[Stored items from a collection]
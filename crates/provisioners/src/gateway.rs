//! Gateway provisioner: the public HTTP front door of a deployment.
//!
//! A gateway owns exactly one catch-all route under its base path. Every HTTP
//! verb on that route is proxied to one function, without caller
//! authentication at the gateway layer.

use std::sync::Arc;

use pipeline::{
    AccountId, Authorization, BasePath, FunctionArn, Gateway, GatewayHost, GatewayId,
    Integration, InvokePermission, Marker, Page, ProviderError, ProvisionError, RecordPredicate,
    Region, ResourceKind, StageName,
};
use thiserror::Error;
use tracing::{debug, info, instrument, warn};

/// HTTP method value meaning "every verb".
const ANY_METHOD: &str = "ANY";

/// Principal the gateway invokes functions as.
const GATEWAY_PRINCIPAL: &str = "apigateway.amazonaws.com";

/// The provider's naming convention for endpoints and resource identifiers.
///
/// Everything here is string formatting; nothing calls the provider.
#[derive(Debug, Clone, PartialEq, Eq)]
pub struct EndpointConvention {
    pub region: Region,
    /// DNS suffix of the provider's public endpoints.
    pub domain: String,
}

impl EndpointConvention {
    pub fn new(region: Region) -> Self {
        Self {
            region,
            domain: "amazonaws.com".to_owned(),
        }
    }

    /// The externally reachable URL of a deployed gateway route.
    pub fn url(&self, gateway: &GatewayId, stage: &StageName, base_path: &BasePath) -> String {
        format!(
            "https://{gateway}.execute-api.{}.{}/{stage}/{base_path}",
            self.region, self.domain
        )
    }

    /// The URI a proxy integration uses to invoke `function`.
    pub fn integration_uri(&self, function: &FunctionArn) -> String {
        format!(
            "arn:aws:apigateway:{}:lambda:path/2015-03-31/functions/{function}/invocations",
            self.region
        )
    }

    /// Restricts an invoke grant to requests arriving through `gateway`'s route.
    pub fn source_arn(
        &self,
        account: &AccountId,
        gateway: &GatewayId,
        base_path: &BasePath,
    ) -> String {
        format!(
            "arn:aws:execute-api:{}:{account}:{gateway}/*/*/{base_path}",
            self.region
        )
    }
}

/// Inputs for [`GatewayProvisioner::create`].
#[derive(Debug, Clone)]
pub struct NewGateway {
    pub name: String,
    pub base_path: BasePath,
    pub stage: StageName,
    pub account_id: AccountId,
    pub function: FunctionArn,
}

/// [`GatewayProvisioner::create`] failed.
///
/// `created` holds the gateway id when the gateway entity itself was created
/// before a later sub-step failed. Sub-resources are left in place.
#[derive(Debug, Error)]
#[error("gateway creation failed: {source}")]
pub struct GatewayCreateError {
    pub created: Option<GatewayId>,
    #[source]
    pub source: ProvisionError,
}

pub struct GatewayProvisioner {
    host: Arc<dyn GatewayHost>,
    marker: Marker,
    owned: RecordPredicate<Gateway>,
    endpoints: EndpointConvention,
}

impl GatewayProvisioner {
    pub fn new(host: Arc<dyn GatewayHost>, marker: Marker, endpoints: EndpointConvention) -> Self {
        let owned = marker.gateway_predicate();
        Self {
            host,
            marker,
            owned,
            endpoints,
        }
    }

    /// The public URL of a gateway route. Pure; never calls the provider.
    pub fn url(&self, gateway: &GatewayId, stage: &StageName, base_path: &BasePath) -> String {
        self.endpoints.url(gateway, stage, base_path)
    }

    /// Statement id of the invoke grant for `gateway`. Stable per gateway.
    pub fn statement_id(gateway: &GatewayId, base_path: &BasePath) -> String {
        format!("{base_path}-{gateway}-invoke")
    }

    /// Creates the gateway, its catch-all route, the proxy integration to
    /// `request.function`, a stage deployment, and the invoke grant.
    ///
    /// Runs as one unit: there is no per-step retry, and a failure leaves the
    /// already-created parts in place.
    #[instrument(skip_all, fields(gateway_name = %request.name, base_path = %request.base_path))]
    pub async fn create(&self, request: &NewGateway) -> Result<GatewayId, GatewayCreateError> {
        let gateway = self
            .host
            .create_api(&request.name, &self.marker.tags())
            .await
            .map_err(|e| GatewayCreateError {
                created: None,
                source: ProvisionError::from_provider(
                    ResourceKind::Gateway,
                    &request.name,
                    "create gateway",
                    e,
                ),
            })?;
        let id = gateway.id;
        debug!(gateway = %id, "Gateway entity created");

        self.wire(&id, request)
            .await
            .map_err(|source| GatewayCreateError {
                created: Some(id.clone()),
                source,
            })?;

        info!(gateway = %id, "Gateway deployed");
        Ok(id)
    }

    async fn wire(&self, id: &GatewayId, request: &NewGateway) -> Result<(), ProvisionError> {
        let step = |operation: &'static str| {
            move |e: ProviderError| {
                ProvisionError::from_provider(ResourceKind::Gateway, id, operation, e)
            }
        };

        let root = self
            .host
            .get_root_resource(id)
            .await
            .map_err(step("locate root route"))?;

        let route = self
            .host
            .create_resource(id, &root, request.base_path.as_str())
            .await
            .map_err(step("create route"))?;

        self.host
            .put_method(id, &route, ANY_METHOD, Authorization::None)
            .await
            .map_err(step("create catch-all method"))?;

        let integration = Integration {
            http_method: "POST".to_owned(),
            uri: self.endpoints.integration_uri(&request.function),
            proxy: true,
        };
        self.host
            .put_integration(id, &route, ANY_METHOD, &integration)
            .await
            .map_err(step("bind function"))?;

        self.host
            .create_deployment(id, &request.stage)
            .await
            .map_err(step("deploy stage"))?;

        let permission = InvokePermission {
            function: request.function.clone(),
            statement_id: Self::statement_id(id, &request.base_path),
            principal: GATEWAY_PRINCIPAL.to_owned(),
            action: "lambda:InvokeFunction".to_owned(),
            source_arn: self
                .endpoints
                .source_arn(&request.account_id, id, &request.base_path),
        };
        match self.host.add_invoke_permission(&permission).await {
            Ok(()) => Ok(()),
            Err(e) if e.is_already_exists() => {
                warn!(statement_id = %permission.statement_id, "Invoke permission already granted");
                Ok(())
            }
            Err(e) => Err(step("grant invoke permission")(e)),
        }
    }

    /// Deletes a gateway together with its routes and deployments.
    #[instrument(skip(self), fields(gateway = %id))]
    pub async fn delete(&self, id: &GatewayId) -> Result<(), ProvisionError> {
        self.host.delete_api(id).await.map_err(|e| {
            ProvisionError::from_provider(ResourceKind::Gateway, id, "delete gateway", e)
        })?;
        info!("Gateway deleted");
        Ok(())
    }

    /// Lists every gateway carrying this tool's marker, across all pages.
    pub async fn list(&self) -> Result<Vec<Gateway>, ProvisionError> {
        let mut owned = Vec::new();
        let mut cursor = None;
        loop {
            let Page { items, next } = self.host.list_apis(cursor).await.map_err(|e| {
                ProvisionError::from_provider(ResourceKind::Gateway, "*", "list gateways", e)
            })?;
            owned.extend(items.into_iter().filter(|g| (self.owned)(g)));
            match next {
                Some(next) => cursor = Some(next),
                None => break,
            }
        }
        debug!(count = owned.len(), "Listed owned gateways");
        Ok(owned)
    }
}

> [Task goal] Restate all of the entries above precisely.

> [Response area]
filename crates/provisioners/src/gateway.rs
//! Gateway provisioner: the public HTTP front door of a deployment.
//!
//! A gateway owns exactly one catch-all route under its base path. Every HTTP
//! verb on that route is proxied to one function, without caller
//! authentication at the gateway layer.

use std::sync::Arc;

use pipeline::{
    AccountId, Authorization, BasePath, FunctionArn, Gateway, GatewayHost, GatewayId,
    Integration, InvokePermission, Marker, Page, ProviderError, ProvisionError, RecordPredicate,
    Region, ResourceKind, StageName,
};
use thiserror::Error;
use tracing::{debug, info, instrument, warn};

/// HTTP method value meaning "every verb".
const ANY_METHOD: &str = "ANY";

/// Principal the gateway invokes functions as.
const GATEWAY_PRINCIPAL: &str = "apigateway.amazonaws.com";

/// The provider's naming convention for endpoints and resource identifiers.
///
/// Everything here is string formatting; nothing calls the provider.
#[derive(Debug, Clone, PartialEq, Eq)]
pub struct EndpointConvention {
    pub region: Region,
    /// DNS suffix of the provider's public endpoints.
    pub domain: String,
}

impl EndpointConvention {
    pub fn new(region: Region) -> Self {
        Self {
            region,
            domain: "amazonaws.com".to_owned(),
        }
    }

    /// The externally reachable URL of a deployed gateway route.
    pub fn url(&self, gateway: &GatewayId, stage: &StageName, base_path: &BasePath) -> String {
        format!(
            "https://{gateway}.execute-api.{}.{}/{stage}/{base_path}",
            self.region, self.domain
        )
    }

    /// The URI a proxy integration uses to invoke `function`.
    pub fn integration_uri(&self, function: &FunctionArn) -> String {
        format!(
            "arn:aws:apigateway:{}:lambda:path/2015-03-31/functions/{function}/invocations",
            self.region
        )
    }

    /// Restricts an invoke grant to requests arriving through `gateway`'s route.
    pub fn source_arn(
        &self,
        account: &AccountId,
        gateway: &GatewayId,
        base_path: &BasePath,
    ) -> String {
        format!(
            "arn:aws:execute-api:{}:{account}:{gateway}/*/*/{base_path}",
            self.region
        )
    }
}

/// Inputs for [`GatewayProvisioner::create`].
#[derive(Debug, Clone)]
pub struct NewGateway {
    pub name: String,
    pub base_path: BasePath,
    pub stage: StageName,
    pub account_id: AccountId,
    pub function: FunctionArn,
}

/// [`GatewayProvisioner::create`] failed.
///
/// `created` holds the gateway id when the gateway entity itself was created
/// before a later sub-step failed. Sub-resources are left in place.
#[derive(Debug, Error)]
#[error("gateway creation failed: {source}")]
pub struct GatewayCreateError {
    pub created: Option<GatewayId>,
    #[source]
    pub source: ProvisionError,
}

pub struct GatewayProvisioner {
    host: Arc<dyn GatewayHost>,
    marker: Marker,
    owned: RecordPredicate<Gateway>,
    endpoints: EndpointConvention,
}

impl GatewayProvisioner {
    pub fn new(host: Arc<dyn GatewayHost>, marker: Marker, endpoints: EndpointConvention) -> Self {
        let owned = marker.gateway_predicate();
        Self {
            host,
            marker,
            owned,
            endpoints,
        }
    }

    /// The public URL of a gateway route. Pure; never calls the provider.
    pub fn url(&self, gateway: &GatewayId, stage: &StageName, base_path: &BasePath) -> String {
        self.endpoints.url(gateway, stage, base_path)
    }

    /// Statement id of the invoke grant for `gateway`. Stable per gateway.
    pub fn statement_id(gateway: &GatewayId, base_path: &BasePath) -> String {
        format!("{base_path}-{gateway}-invoke")
    }

    /// Creates the gateway, its catch-all route, the proxy integration to
    /// `request.function`, a stage deployment, and the invoke grant.
    ///
    /// Runs as one unit: there is no per-step retry, and a failure leaves the
    /// already-created parts in place.
    #[instrument(skip_all, fields(gateway_name = %request.name, base_path = %request.base_path))]
    pub async fn create(&self, request: &NewGateway) -> Result<GatewayId, GatewayCreateError> {
        let gateway = self
            .host
            .create_api(&request.name, &self.marker.tags())
            .await
            .map_err(|e| GatewayCreateError {
                created: None,
                source: ProvisionError::from_provider(
                    ResourceKind::Gateway,
                    &request.name,
                    "create gateway",
                    e,
                ),
            })?;
        let id = gateway.id;
        debug!(gateway = %id, "Gateway entity created");

        self.wire(&id, request)
            .await
            .map_err(|source| GatewayCreateError {
                created: Some(id.clone()),
                source,
            })?;

        info!(gateway = %id, "Gateway deployed");
        Ok(id)
    }

    async fn wire(&self, id: &GatewayId, request: &NewGateway) -> Result<(), ProvisionError> {
        let step = |operation: &'static str| {
            move |e: ProviderError| {
                ProvisionError::from_provider(ResourceKind::Gateway, id, operation, e)
            }
        };

        let root = self
            .host
            .get_root_resource(id)
            .await
            .map_err(step("locate root route"))?;

        let route = self
            .host
            .create_resource(id, &root, request.base_path.as_str())
            .await
            .map_err(step("create route"))?;

        self.host
            .put_method(id, &route, ANY_METHOD, Authorization::None)
            .await
            .map_err(step("create catch-all method"))?;

        let integration = Integration {
            http_method: "POST".to_owned(),
            uri: self.endpoints.integration_uri(&request.function),
            proxy: true,
        };
        self.host
            .put_integration(id, &route, ANY_METHOD, &integration)
            .await
            .map_err(step("bind function"))?;

        self.host
            .create_deployment(id, &request.stage)
            .await
            .map_err(step("deploy stage"))?;

        let permission = InvokePermission {
            function: request.function.clone(),
            statement_id: Self::statement_id(id, &request.base_path),
            principal: GATEWAY_PRINCIPAL.to_owned(),
            action: "lambda:InvokeFunction".to_owned(),
            source_arn: self
                .endpoints
                .source_arn(&request.account_id, id, &request.base_path),
        };
        match self.host.add_invoke_permission(&permission).await {
            Ok(()) => Ok(()),
            Err(e) if e.is_already_exists() => {
                warn!(statement_id = %permission.statement_id, "Invoke permission already granted");
                Ok(())
            }
            Err(e) => Err(step("grant invoke permission")(e)),
        }
    }

    /// Deletes a gateway together with its routes and deployments.
    #[instrument(skip(self), fields(gateway = %id))]
    pub async fn delete(&self, id: &GatewayId) -> Result<(), ProvisionError> {
        self.host.delete_api(id).await.map_err(|e| {
            ProvisionError::from_provider(ResourceKind::Gateway, id, "delete gateway", e)
        })?;
        info!("Gateway deleted");
        Ok(())
    }

    /// Lists every gateway carrying this tool's marker, across all pages.
    pub async fn list(&self) -> Result<Vec<Gateway>, ProvisionError> {
        let mut owned = Vec::new();
        let mut cursor = None;
        loop {
            let Page { items, next } = self.host.list_apis(cursor).await.map_err(|e| {
                ProvisionError::from_provider(ResourceKind::Gateway, "*", "list gateways", e)
            })?;
            owned.extend(items.into_iter().filter(|g| (self.owned)(g)));
            match next {
                Some(next) => cursor = Some(next),
                None => break,
            }
        }
        debug!(count = owned.len(), "Listed owned gateways");
        Ok(owned)
    }
}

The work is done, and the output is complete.